Why does dairy trade matter?
Milk is the most significant agricultural product sector in terms of value and represents approximately 15 % of agricultural production in the EU. With a milk output of some 160 million tonnes, the EU is the number one milk producer in the world. An equivalent of about 1/3 of European milk production is being traded within the EU internal market in the form of various dairy products, such as milk, cream, butter, cheeses, milk powders, whey derivatives and casein. The EU exports some 12% of its production, making it a major player on the global dairy market and the top global exporter of many dairy products, such as cheeses, skimmed milk powder (SMP) and whey powders. Both EU production and exports of dairy products are expected to continue their increase in line with the growing global demand.
With its impressive list of components milk is probably the richest and most nutritious raw material available to the food and feed industry. It offers a wide range of proteins with different properties, has a complex fatty acid composition, is rich in minerals and vitamins and contains a specific carbohydrate: lactose. Milk is a complex product that can be processed into an enormous variety of dairy products ranging from consumer products (drinking milk, cream, yoghurts, butter and cheeses) to ingredients for the food industry (in dairy products, infant formula, chocolate, confectionery, pizza, ready-to-eat foods etc.) with different compositions and applications.

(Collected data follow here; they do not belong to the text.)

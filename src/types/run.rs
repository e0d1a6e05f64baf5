//! Run Aggregate
//!
//! A [`Run`] is exclusively owned by the pipeline task executing it. The
//! recorder only ever receives clones. Stage changes go through
//! [`Run::transition`], which enforces forward-only movement with the single
//! Repair → Execute back edge.

use chrono::{DateTime, Utc};
use serde::{Deserialize, Serialize};

use super::contract::Contract;
use super::error::{Result, VerigenError};
use super::files::{FileDiff, FileSet};
use super::verification::VerificationResult;

// =============================================================================
// Stage
// =============================================================================

#[derive(Debug, Clone, Copy, PartialEq, Eq, PartialOrd, Ord, Hash, Serialize, Deserialize)]
#[serde(rename_all = "snake_case")]
pub enum Stage {
    Interpret = 1,
    Scaffold = 2,
    UnitTest = 3,
    Execute = 4,
    Repair = 5,
    Report = 6,
}

impl Stage {
    /// Total number of stages
    pub const COUNT: usize = 6;

    pub fn as_u8(&self) -> u8 {
        *self as u8
    }

    pub fn name(&self) -> &'static str {
        match self {
            Self::Interpret => "Interpret",
            Self::Scaffold => "Scaffold",
            Self::UnitTest => "Unit Test",
            Self::Execute => "Execute",
            Self::Repair => "Repair",
            Self::Report => "Report",
        }
    }

    /// Stable identifier used on the wire and in storage
    pub fn as_str(&self) -> &'static str {
        match self {
            Self::Interpret => "interpret",
            Self::Scaffold => "scaffold",
            Self::UnitTest => "unit_test",
            Self::Execute => "execute",
            Self::Repair => "repair",
            Self::Report => "report",
        }
    }

    pub fn from_u8(stage: u8) -> Option<Self> {
        match stage {
            1 => Some(Self::Interpret),
            2 => Some(Self::Scaffold),
            3 => Some(Self::UnitTest),
            4 => Some(Self::Execute),
            5 => Some(Self::Repair),
            6 => Some(Self::Report),
            _ => None,
        }
    }

    pub fn parse(s: &str) -> Option<Self> {
        match s {
            "interpret" => Some(Self::Interpret),
            "scaffold" => Some(Self::Scaffold),
            "unit_test" => Some(Self::UnitTest),
            "execute" => Some(Self::Execute),
            "repair" => Some(Self::Repair),
            "report" => Some(Self::Report),
            _ => None,
        }
    }

    /// Whether `self → next` is a legal transition.
    ///
    /// Forward moves are always allowed (Scaffold → Report is the skip-tests
    /// path, any stage → Report is the failure path). The only backward move
    /// is Repair → Execute.
    pub fn can_transition_to(&self, next: Stage) -> bool {
        if *self == Stage::Report {
            return false;
        }
        next > *self || (*self == Stage::Repair && next == Stage::Execute)
    }
}

impl std::fmt::Display for Stage {
    fn fmt(&self, f: &mut std::fmt::Formatter<'_>) -> std::fmt::Result {
        f.write_str(self.as_str())
    }
}

// =============================================================================
// Request
// =============================================================================

/// Caller input for a new run
#[derive(Debug, Clone, Serialize, Deserialize)]
pub struct RunRequest {
    pub prompt: String,
    #[serde(default)]
    pub project_ref: Option<String>,
    #[serde(default)]
    pub skip_tests: bool,
    /// Overrides the configured repair budget for this run
    #[serde(default)]
    pub max_repair_attempts: Option<u32>,
}

impl RunRequest {
    pub fn new(prompt: impl Into<String>) -> Self {
        Self {
            prompt: prompt.into(),
            project_ref: None,
            skip_tests: false,
            max_repair_attempts: None,
        }
    }

    pub fn project(mut self, project_ref: impl Into<String>) -> Self {
        self.project_ref = Some(project_ref.into());
        self
    }

    pub fn skip_tests(mut self, skip: bool) -> Self {
        self.skip_tests = skip;
        self
    }

    pub fn max_repairs(mut self, max: u32) -> Self {
        self.max_repair_attempts = Some(max);
        self
    }
}

// =============================================================================
// Run
// =============================================================================

#[derive(Debug, Clone, Serialize, Deserialize)]
pub struct Run {
    pub id: String,
    pub project_ref: Option<String>,
    pub prompt: String,
    pub stage: Stage,
    pub contract: Option<Contract>,
    pub scaffold_files: FileSet,
    pub test_files: FileSet,
    pub last_result: Option<VerificationResult>,
    pub final_files: FileSet,
    pub repair_attempts: u32,
    pub max_repair_attempts: u32,
    pub skip_tests: bool,
    pub success: bool,
    pub error_message: Option<String>,
    pub created_at: DateTime<Utc>,
    pub completed_at: Option<DateTime<Utc>>,
}

impl Run {
    /// New run in Interpret-pending state
    pub fn new(request: &RunRequest, max_repair_attempts: u32) -> Self {
        Self {
            id: uuid::Uuid::new_v4().to_string(),
            project_ref: request.project_ref.clone(),
            prompt: request.prompt.clone(),
            stage: Stage::Interpret,
            contract: None,
            scaffold_files: FileSet::new(),
            test_files: FileSet::new(),
            last_result: None,
            final_files: FileSet::new(),
            repair_attempts: 0,
            max_repair_attempts: request.max_repair_attempts.unwrap_or(max_repair_attempts),
            skip_tests: request.skip_tests,
            success: false,
            error_message: None,
            created_at: Utc::now(),
            completed_at: None,
        }
    }

    pub fn is_terminal(&self) -> bool {
        self.completed_at.is_some()
    }

    /// Move to `next`, rejecting illegal transitions
    pub fn transition(&mut self, next: Stage) -> Result<()> {
        if self.is_terminal() || !self.stage.can_transition_to(next) {
            return Err(VerigenError::UnhandledRun {
                stage: self.stage.to_string(),
                message: format!("illegal transition {} -> {}", self.stage, next),
            });
        }
        self.stage = next;
        Ok(())
    }

    /// Whether the repair loop may run another attempt
    pub fn can_repair(&self) -> bool {
        let failing = self.last_result.as_ref().is_some_and(|r| !r.passed());
        failing && self.repair_attempts < self.max_repair_attempts
    }

    /// Latest non-empty file set produced so far
    pub fn latest_files(&self) -> &FileSet {
        if !self.final_files.is_empty() {
            &self.final_files
        } else {
            &self.scaffold_files
        }
    }

    /// Freeze a successful or budget-exhausted run at Report
    pub fn complete(&mut self, final_files: FileSet) {
        self.final_files = final_files;
        self.success = self.skip_tests || self.last_result.as_ref().is_some_and(|r| r.passed());
        self.stage = Stage::Report;
        self.completed_at = Some(Utc::now());
    }

    /// Terminate after an unhandled error, retaining partial files
    pub fn fail(&mut self, message: impl Into<String>) {
        if self.final_files.is_empty() {
            self.final_files = self.scaffold_files.clone();
        }
        self.success = false;
        self.error_message = Some(message.into());
        self.stage = Stage::Report;
        self.completed_at = Some(Utc::now());
    }

    pub fn latency_ms(&self) -> u64 {
        let end = self.completed_at.unwrap_or_else(Utc::now);
        (end - self.created_at).num_milliseconds().max(0) as u64
    }
}

// =============================================================================
// Observation
// =============================================================================

/// Final measurement of a completed run
#[derive(Debug, Clone, Serialize, Deserialize)]
pub struct Observation {
    pub run_id: String,
    pub project_ref: Option<String>,
    /// SHA-256 of the prompt, hex encoded
    pub prompt_fingerprint: String,
    pub prompt_text: String,
    pub files_digest: String,
    pub diff: FileDiff,
    pub passed_count: u32,
    pub failed_count: u32,
    pub latency_ms: u64,
    pub model: String,
    pub created_at: DateTime<Utc>,
}

impl Observation {
    pub fn from_run(run: &Run, model: impl Into<String>) -> Self {
        use sha2::{Digest, Sha256};

        let fingerprint = hex::encode(Sha256::digest(run.prompt.as_bytes()));
        let (passed_count, failed_count) = run
            .last_result
            .as_ref()
            .map(|r| (r.passed_count(), r.failed_count()))
            .unwrap_or((0, 0));

        Self {
            run_id: run.id.clone(),
            project_ref: run.project_ref.clone(),
            prompt_fingerprint: fingerprint,
            prompt_text: run.prompt.clone(),
            files_digest: run.final_files.digest(),
            diff: run.scaffold_files.diff(&run.final_files),
            passed_count,
            failed_count,
            latency_ms: run.latency_ms(),
            model: model.into(),
            created_at: Utc::now(),
        }
    }
}

#[cfg(test)]
mod tests {
    use super::*;

    #[test]
    fn test_stage_roundtrip() {
        for n in 1..=Stage::COUNT as u8 {
            let stage = Stage::from_u8(n).unwrap();
            assert_eq!(stage.as_u8(), n);
            assert_eq!(Stage::parse(stage.as_str()), Some(stage));
        }
        assert!(Stage::from_u8(0).is_none());
    }

    #[test]
    fn test_stage_transitions() {
        assert!(Stage::Interpret.can_transition_to(Stage::Scaffold));
        assert!(Stage::Scaffold.can_transition_to(Stage::Report));
        assert!(Stage::Execute.can_transition_to(Stage::Repair));
        assert!(Stage::Repair.can_transition_to(Stage::Execute));
        assert!(!Stage::Execute.can_transition_to(Stage::Scaffold));
        assert!(!Stage::Scaffold.can_transition_to(Stage::Interpret));
        assert!(!Stage::Report.can_transition_to(Stage::Execute));
    }

    #[test]
    fn test_run_transition_rejects_backward() {
        let mut run = Run::new(&RunRequest::new("x"), 2);
        run.transition(Stage::Scaffold).unwrap();
        assert!(run.transition(Stage::Interpret).is_err());
        assert_eq!(run.stage, Stage::Scaffold);
    }

    #[test]
    fn test_can_repair_respects_budget() {
        let mut run = Run::new(&RunRequest::new("x"), 1);
        assert!(!run.can_repair());
        run.last_result = Some(VerificationResult::from_counts(0, 1, "fail"));
        assert!(run.can_repair());
        run.repair_attempts = 1;
        assert!(!run.can_repair());
    }

    #[test]
    fn test_request_overrides_budget() {
        let run = Run::new(&RunRequest::new("x").max_repairs(5), 2);
        assert_eq!(run.max_repair_attempts, 5);
    }

    #[test]
    fn test_fail_retains_partial_files() {
        let mut run = Run::new(&RunRequest::new("x"), 2);
        run.scaffold_files = FileSet::single("a.ts", "x");
        run.fail("boom");
        assert!(run.is_terminal());
        assert!(!run.success);
        assert_eq!(run.stage, Stage::Report);
        assert_eq!(run.final_files.get("a.ts"), Some("x"));
        assert_eq!(run.error_message.as_deref(), Some("boom"));
    }

    #[test]
    fn test_latest_files_prefers_final() {
        let mut run = Run::new(&RunRequest::new("x"), 2);
        assert!(run.latest_files().is_empty());
        run.scaffold_files = FileSet::single("a.ts", "draft");
        assert_eq!(run.latest_files().get("a.ts"), Some("draft"));
        run.complete(FileSet::single("a.ts", "done"));
        assert_eq!(run.latest_files().get("a.ts"), Some("done"));
    }

    #[test]
    fn test_observation_fingerprint() {
        let mut run = Run::new(&RunRequest::new("hello"), 2);
        run.complete(FileSet::single("a.ts", "x"));
        let obs = Observation::from_run(&run, "offline");
        assert_eq!(
            obs.prompt_fingerprint,
            "2cf24dba5fb0a30e26e83b2ac5b9e29e1b161e5c1fa7425e73043362938b9824"
        );
        assert_eq!(obs.diff.added, vec!["a.ts"]);
    }
}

Matching supply with demand for all dairy products and ingredients is a gigantic challenge for the dairy sector. In order to deal with the complex dairy supply chain, the European industry relies on the expertise offered by its trading community. Whether on the sizeable internal EU market or the world market, dairy traders have always been at the forefront in ensuring that dairy products find buyers effectively and efficiently. Traders provide a variety of services to the market place, including market knowledge, technical expertise, tailor made products, customs and logistics, financial services and risk management. This involvement helps securing value for all participants in the supply chain and reducing price volatility.